For Giardia, the treatment course is longer than for worms. The Companion Animal Parasite Council recommends fenbendazole given once daily for five days. Metronidazole is sometimes used instead, but reported efficacy rates for metronidazole can be as low as 50% to 60%, which is one reason many vets prefer Panacur or use both drugs together. Even with Panacur, Giardia can be stubborn. Reinfection is common if the environment isn’t cleaned thoroughly, since cysts survive on surfaces and in litter boxes.

Lungworms

Cats that hunt or spend time outdoors can pick up lungworms, most commonly Aelurostrongylus abstrusus, by eating infected snails, slugs, or rodents that have consumed them. The parasite lodges in the airways and lung tissue, causing a chronic cough, wheezing, or labored breathing that can look a lot like asthma.

Panacur is effective against feline lungworm, though treatment takes longer than it does for intestinal parasites. Published case reports show success with courses ranging from 2 to 21 days depending on the severity of infection. The Merck Veterinary Manual lists a typical regimen of fenbendazole given daily for two to five days. More entrenched infections may need a longer course, which your vet will determine based on chest X-rays and fecal testing.

Less Common Parasites

Panacur has also been used successfully against rarer infections. One published case documented a complete cure of a cat infected with a pancreatic fluke (Eurytrema procyonis) after a nine-day course of fenbendazole. While most cat owners will never encounter a fluke infection, it illustrates the drug’s versatility across different parasite types: roundworms, flatworms, protozoa, and even tissue-dwelling organisms in the lungs and pancreas.
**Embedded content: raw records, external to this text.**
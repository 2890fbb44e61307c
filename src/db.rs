use sqlx::sqlite::SqlitePoolOptions;
use sqlx::SqlitePool;

use crate::error::AppError;

pub type DbPool = SqlitePool;

pub async fn init_pool(database_url: &str) -> Result<DbPool, AppError> {
    let pool = SqlitePoolOptions::new()
        .max_connections(10)
        .connect(database_url)
        .await?;
    Ok(pool)
}
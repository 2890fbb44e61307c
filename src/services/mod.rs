pub mod matching;
pub mod store;
use chrono::{DateTime, Utc};
use serde::{Deserialize, Serialize};
use sqlx::FromRow;

#[derive(Debug, Clone, Serialize, Deserialize, FromRow)]
pub struct Session {
    pub id: String,
    pub user_id: i64,
    pub created_at: DateTime<Utc>,
    pub last_seen_at: DateTime<Utc>,
    pub expires_at: Option<DateTime<Utc>>,
}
How Treatment Duration Varies

One thing that sets Panacur apart from single-dose dewormers is that it always requires multiple days of treatment. The length depends entirely on which parasite your vet is targeting:

  • Roundworms, hookworms, tapeworms: 3 days
  • Giardia: 5 days
  • Lungworms: 2 to 5 days (sometimes longer)
  • Flukes: 9 days or more

The medication is given once daily by mouth. It comes as granules that can be mixed into wet food or as a liquid suspension. Most cats tolerate the granules mixed into a small amount of something flavorful, though picky eaters sometimes need the liquid syringe-dosed into the side of the mouth. Giving it with food improves absorption.

Side Effects and Safety

Panacur is considered one of the safest dewormers available. At standard doses, most cats experience no side effects at all. When side effects do occur, they tend to be mild: drooling, vomiting, or soft stool. These typically resolve on their own once the course is finished.

There is one rare but serious concern. Cats treated with fenbendazole for longer than the recommended duration have occasionally developed pancytopenia, a condition where red blood cells, white blood cells, and platelets all drop to dangerously low levels. This is why sticking to the prescribed course length matters. Another uncommon reaction happens not from the drug itself but from the parasites dying off. As large numbers of worms break down inside the body, the released material can trigger an allergic-type reaction with facial swelling, hives, or diarrhea. This is more likely at higher-than-normal doses and is rare at standard ones.

Why It’s Used Off-Label

Panacur is FDA-approved for dogs, cattle, horses, pigs, and even large wild cats like lions and tigers, but it has never been formally approved for domestic cats. This sounds more alarming than it is. Off-label prescribing is extremely common in veterinary medicine, and fenbendazole has been studied and used in cats for decades. The standard feline dose, 50 mg per kilogram of body weight given once daily, is borrowed directly from the approved dog dose and has been validated in multiple published studies. Safety testing at three and even five times that dose showed the drug was well tolerated in cats, which gives a wide margin of safety at normal dosing.

Because it’s off-label, you won’t find Panacur marketed specifically for cats on store shelves. Your vet will either prescribe it directly or instruct you on the correct dose of a canine or livestock formulation. Getting the dose right matters, so this isn’t a medication to estimate on your own.